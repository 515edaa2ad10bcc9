//! Axum route handlers for portfolio content.

use axum::{
    extract::{Query, State},
    Json,
};
use serde::Deserialize;

use crate::content::sections::{filter_by_model, group_sections, SectionImages};
use crate::errors::AppError;
use crate::models::content::{ImageRow, ProjectRow, VideoRow};
use crate::state::AppState;

#[derive(Debug, Deserialize)]
pub struct ModelQuery {
    pub model: Option<String>,
}

/// GET /api/v1/images
///
/// All images in store order, optionally restricted to one `model`.
pub async fn handle_list_images(
    State(state): State<AppState>,
    Query(params): Query<ModelQuery>,
) -> Result<Json<Vec<ImageRow>>, AppError> {
    let images = state.store.images().await?;
    let images: Vec<ImageRow> = match params.model.as_deref() {
        Some(model) => filter_by_model(&images, model).into_iter().cloned().collect(),
        None => images,
    };
    Ok(Json(images))
}

/// GET /api/v1/images/sections
pub async fn handle_image_sections(
    State(state): State<AppState>,
) -> Result<Json<Vec<SectionImages>>, AppError> {
    let images = state.store.images().await?;
    Ok(Json(group_sections(&state.sections, &images)))
}

/// GET /api/v1/projects
pub async fn handle_list_projects(
    State(state): State<AppState>,
) -> Result<Json<Vec<ProjectRow>>, AppError> {
    Ok(Json(state.store.projects().await?))
}

/// GET /api/v1/video
pub async fn handle_get_video(State(state): State<AppState>) -> Result<Json<VideoRow>, AppError> {
    state
        .store
        .video()
        .await?
        .map(Json)
        .ok_or_else(|| AppError::NotFound("No video has been published".to_string()))
}
//! Error types for slide reconstruction.

use thiserror::Error;

/// Result type alias using our Error type.
pub type Result<T> = std::result::Result<T, Error>;

/// A malformed input record, rejected instead of being clamped.
#[derive(Error, Debug, Clone, PartialEq)]
pub enum ValidationError {
    /// A geometry field was negative.
    #[error("{field} must be non-negative, got {value}")]
    NegativeValue {
        /// Name of the offending field.
        field: &'static str,
        /// The rejected value.
        value: i64,
    },

    /// A geometry field too large for a pixel coordinate.
    #[error("{field} exceeds {max}, got {value}", max = u32::MAX)]
    ValueTooLarge {
        /// Name of the offending field.
        field: &'static str,
        /// The rejected value.
        value: i64,
    },

    /// Confidence outside the 0-100 range.
    #[error("confidence must be within 0..=100, got {0}")]
    ConfidenceOutOfRange(i64),

    /// A resolution that cannot be divided by.
    #[error("resolution must be positive, got {0}")]
    NonPositiveDpi(f64),
}

/// Errors that can occur while rebuilding slides.
#[derive(Error, Debug)]
pub enum Error {
    /// Failed to read or write a file.
    #[error("I/O error: {0}")]
    Io(#[from] std::io::Error),

    /// A token or conversion parameter was malformed.
    #[error("Invalid input: {0}")]
    Validation(#[from] ValidationError),

    /// Recognition output could not be parsed into tokens.
    #[error("Token parsing error: {0}")]
    TokenParse(String),

    /// The settings file could not be parsed.
    #[error("Settings error: {0}")]
    Settings(String),

    /// The inpainting step could not process the raster.
    #[error("Background restoration failed: {0}")]
    Restoration(String),

    /// Image decoding or encoding failed.
    #[error("Image error: {0}")]
    Image(String),

    /// ZIP archive error (for PPTX).
    #[error("ZIP error: {0}")]
    ZipError(String),

    /// XML writing error (for PPTX).
    #[error("XML error: {0}")]
    XmlError(String),

    /// A presentation was requested without any pages.
    #[error("Presentation has no pages")]
    EmptyPresentation,
}
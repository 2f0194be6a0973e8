//! PPTX (Office Open XML) writer for rebuilt slide decks.
//!
//! Produces .pptx files, which are ZIP archives containing XML documents: one
//! slide per page with the restored background as a full-slide picture and an
//! editable text box per recognized block.

pub mod templates;
pub mod writer;

pub use writer::{PptxWriter, SlidePage, DEFAULT_FONT_NAME};
//! Domain types for recognized words, reconstructed text blocks and page geometry.

use serde::{Deserialize, Serialize};
use unicode_normalization::UnicodeNormalization;

use crate::error::ValidationError;

/// One recognized word with its pixel bounding box and confidence.
#[derive(Debug, Clone, PartialEq, Eq, Serialize, Deserialize)]
#[serde(try_from = "RawToken")]
pub struct Token {
    /// Recognized text (NFC-normalized).
    pub text: String,

    /// Recognition confidence, 0-100.
    pub confidence: u8,

    /// Left edge in pixels.
    pub x: u32,

    /// Top edge in pixels (y grows downward).
    pub y: u32,

    /// Width in pixels.
    pub w: u32,

    /// Height in pixels.
    pub h: u32,
}

impl Token {
    /// Create a token, rejecting negative geometry and out-of-range confidence.
    pub fn new(
        text: impl AsRef<str>,
        confidence: i64,
        x: i64,
        y: i64,
        w: i64,
        h: i64,
    ) -> Result<Self, ValidationError> {
        if !(0..=100).contains(&confidence) {
            return Err(ValidationError::ConfidenceOutOfRange(confidence));
        }

        Ok(Self {
            text: text.as_ref().nfc().collect(),
            confidence: confidence as u8,
            x: non_negative("x", x)?,
            y: non_negative("y", y)?,
            w: non_negative("w", w)?,
            h: non_negative("h", h)?,
        })
    }

    /// Number of characters in the token text.
    pub fn char_count(&self) -> usize {
        self.text.chars().count()
    }

    /// The token's bounding box.
    pub fn rect(&self) -> PixelRect {
        PixelRect::new(self.x, self.y, self.w, self.h)
    }
}

/// Unvalidated token record as it arrives from recognition output.
#[derive(Debug, Deserialize)]
struct RawToken {
    text: String,
    confidence: i64,
    x: i64,
    y: i64,
    w: i64,
    h: i64,
}

impl TryFrom<RawToken> for Token {
    type Error = ValidationError;

    fn try_from(raw: RawToken) -> Result<Self, Self::Error> {
        Token::new(raw.text, raw.confidence, raw.x, raw.y, raw.w, raw.h)
    }
}

fn non_negative(field: &'static str, value: i64) -> Result<u32, ValidationError> {
    if value < 0 {
        return Err(ValidationError::NegativeValue { field, value });
    }
    u32::try_from(value).map_err(|_| ValidationError::ValueTooLarge { field, value })
}

/// A finalized group of tokens: one reconstructed line or column fragment.
#[derive(Debug, Clone, PartialEq, Serialize, Deserialize)]
pub struct TextBlock {
    /// Normalized block text.
    pub text: String,

    /// Left edge in pixels.
    pub x: u32,

    /// Top edge in pixels.
    pub y: u32,

    /// Width in pixels.
    pub w: u32,

    /// Height in pixels.
    pub h: u32,

    /// Character-weighted mean token height in pixels (always >= 1).
    pub font_size_px: u32,

    /// Mean recognition confidence of the merged tokens.
    pub confidence: f32,

    /// Number of tokens merged into this block.
    pub token_count: usize,
}

impl TextBlock {
    /// The block's bounding box.
    pub fn rect(&self) -> PixelRect {
        PixelRect::new(self.x, self.y, self.w, self.h)
    }
}

/// Axis-aligned rectangle in pixel space.
#[derive(Debug, Clone, Copy, PartialEq, Eq, Default, Serialize, Deserialize)]
pub struct PixelRect {
    pub x: u32,
    pub y: u32,
    pub w: u32,
    pub h: u32,
}

impl PixelRect {
    pub fn new(x: u32, y: u32, w: u32, h: u32) -> Self {
        Self { x, y, w, h }
    }

    /// Right edge (exclusive).
    pub fn right(&self) -> u32 {
        self.x.saturating_add(self.w)
    }

    /// Bottom edge (exclusive).
    pub fn bottom(&self) -> u32 {
        self.y.saturating_add(self.h)
    }

    pub fn is_empty(&self) -> bool {
        self.w == 0 || self.h == 0
    }

    /// Grow the rectangle by `margin` on every side, saturating at zero.
    pub fn expand(&self, margin: u32) -> Self {
        let x = self.x.saturating_sub(margin);
        let y = self.y.saturating_sub(margin);
        Self {
            x,
            y,
            w: self.right().saturating_add(margin) - x,
            h: self.bottom().saturating_add(margin) - y,
        }
    }

    /// Intersect with an image of the given size.
    pub fn clamp_to(&self, width: u32, height: u32) -> Self {
        let x = self.x.min(width);
        let y = self.y.min(height);
        Self {
            x,
            y,
            w: self.right().min(width) - x,
            h: self.bottom().min(height) - y,
        }
    }
}

/// Rectangle expressed as fractions of a page's width and height.
#[derive(Debug, Clone, Copy, PartialEq, Serialize, Deserialize)]
pub struct RelativeRegion {
    pub left: f32,
    pub top: f32,
    pub right: f32,
    pub bottom: f32,
}

impl RelativeRegion {
    pub fn new(left: f32, top: f32, right: f32, bottom: f32) -> Self {
        Self {
            left,
            top,
            right,
            bottom,
        }
    }

    /// The bottom-right overlay area stamped by the slide export tool.
    pub fn bottom_right_watermark() -> Self {
        Self::new(0.8, 0.9, 1.0, 1.0)
    }

    /// Resolve to pixels for a page of the given size.
    pub fn to_pixels(&self, width: u32, height: u32) -> PixelRect {
        let scale =
            |v: f32, extent: u32| (v.clamp(0.0, 1.0) as f64 * extent as f64).round() as u32;
        let x0 = scale(self.left, width);
        let y0 = scale(self.top, height);
        let x1 = scale(self.right, width);
        let y1 = scale(self.bottom, height);
        PixelRect::new(x0, y0, x1.saturating_sub(x0), y1.saturating_sub(y0))
    }
}

impl Default for RelativeRegion {
    fn default() -> Self {
        Self::bottom_right_watermark()
    }
}

/// Rectangle in a physical target unit (EMU for presentations).
#[derive(Debug, Clone, Copy, PartialEq, Eq, Default, Serialize, Deserialize)]
pub struct UnitRect {
    pub x: i64,
    pub y: i64,
    pub w: i64,
    pub h: i64,
}
//! Token filtering and reading-order sort.

use crate::types::Token;

/// Tokens at or below this confidence are dropped.
pub const DEFAULT_CONFIDENCE_THRESHOLD: u8 = 40;

/// Drops unreliable recognition results and puts the rest in reading order.
#[derive(Debug, Clone)]
pub struct TokenFilter {
    /// Minimum confidence (exclusive) a token needs to survive.
    threshold: u8,
}

impl Default for TokenFilter {
    fn default() -> Self {
        Self {
            threshold: DEFAULT_CONFIDENCE_THRESHOLD,
        }
    }
}

impl TokenFilter {
    /// Create a filter with the given exclusive confidence threshold.
    pub fn new(threshold: u8) -> Self {
        Self { threshold }
    }

    pub fn threshold(&self) -> u8 {
        self.threshold
    }

    /// Keep tokens with `confidence > threshold` and non-blank text, sorted by `(y, x)`.
    ///
    /// Kept tokens have their text trimmed. The sort is stable, so tokens sharing a
    /// position stay in input order. Top-to-bottom, left-to-right is only a proxy for
    /// reading order; right-to-left and vertical scripts are not modelled.
    pub fn apply(&self, tokens: impl IntoIterator<Item = Token>) -> Vec<Token> {
        let mut kept: Vec<Token> = tokens
            .into_iter()
            .filter(|t| t.confidence > self.threshold)
            .filter_map(|mut t| {
                let trimmed = t.text.trim();
                if trimmed.is_empty() {
                    return None;
                }
                if trimmed.len() != t.text.len() {
                    t.text = trimmed.to_string();
                }
                Some(t)
            })
            .collect();

        kept.sort_by_key(|t| (t.y, t.x));
        kept
    }
}
//! Erase-mask construction.

use image::{GrayImage, Luma};
use imageproc::distance_transform::Norm;
use imageproc::drawing::draw_filled_rect_mut;
use imageproc::morphology;
use imageproc::rect::Rect;
use slide_core::{PixelRect, RelativeRegion, TextBlock};

/// Mask value for pixels that must be synthesized.
pub const ERASE: u8 = 255;

/// Mark every block box, grown by `margin`, and the watermark region as erase.
///
/// The two contributions are unioned: the watermark region is erased whether or
/// not any block reaches it.
pub fn build_mask(
    width: u32,
    height: u32,
    blocks: &[TextBlock],
    margin: u32,
    watermark: Option<RelativeRegion>,
) -> GrayImage {
    let mut mask = GrayImage::new(width, height);

    for block in blocks {
        fill(&mut mask, block.rect().expand(margin));
    }

    if let Some(region) = watermark {
        fill(&mut mask, region.to_pixels(width, height));
    }

    mask
}

/// Dilate the mask with a `(2 * radius + 1)` square structuring element.
pub fn grow_mask(mask: &GrayImage, radius: u8) -> GrayImage {
    if radius == 0 {
        return mask.clone();
    }
    morphology::dilate(mask, Norm::LInf, radius)
}

/// Number of erase pixels in a mask.
pub fn erased_pixels(mask: &GrayImage) -> usize {
    mask.pixels().filter(|p| p[0] == ERASE).count()
}

fn fill(mask: &mut GrayImage, rect: PixelRect) {
    let rect = rect.clamp_to(mask.width(), mask.height());
    if rect.is_empty() {
        return;
    }
    let shape = Rect::at(rect.x as i32, rect.y as i32).of_size(rect.w, rect.h);
    draw_filled_rect_mut(mask, shape, Luma([ERASE]));
}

=-=-=

■ **What to do**: From the first line of the listing above to the line with "All images in", please transcribe each line exactly, both ends included, and nothing beyond that.

■ **Exercise response**:
repository 515edaa2ad10bcc9
//! Axum route handlers for portfolio content.

use axum::{
    extract::{Query, State},
    Json,
};
use serde::Deserialize;

use crate::content::sections::{filter_by_model, group_sections, SectionImages};
use crate::errors::AppError;
use crate::models::content::{ImageRow, ProjectRow, VideoRow};
use crate::state::AppState;

#[derive(Debug, Deserialize)]
pub struct ModelQuery {
    pub model: Option<String>,
}

/// GET /api/v1/images
///
/// All images in store order, optionally restricted to one `model`.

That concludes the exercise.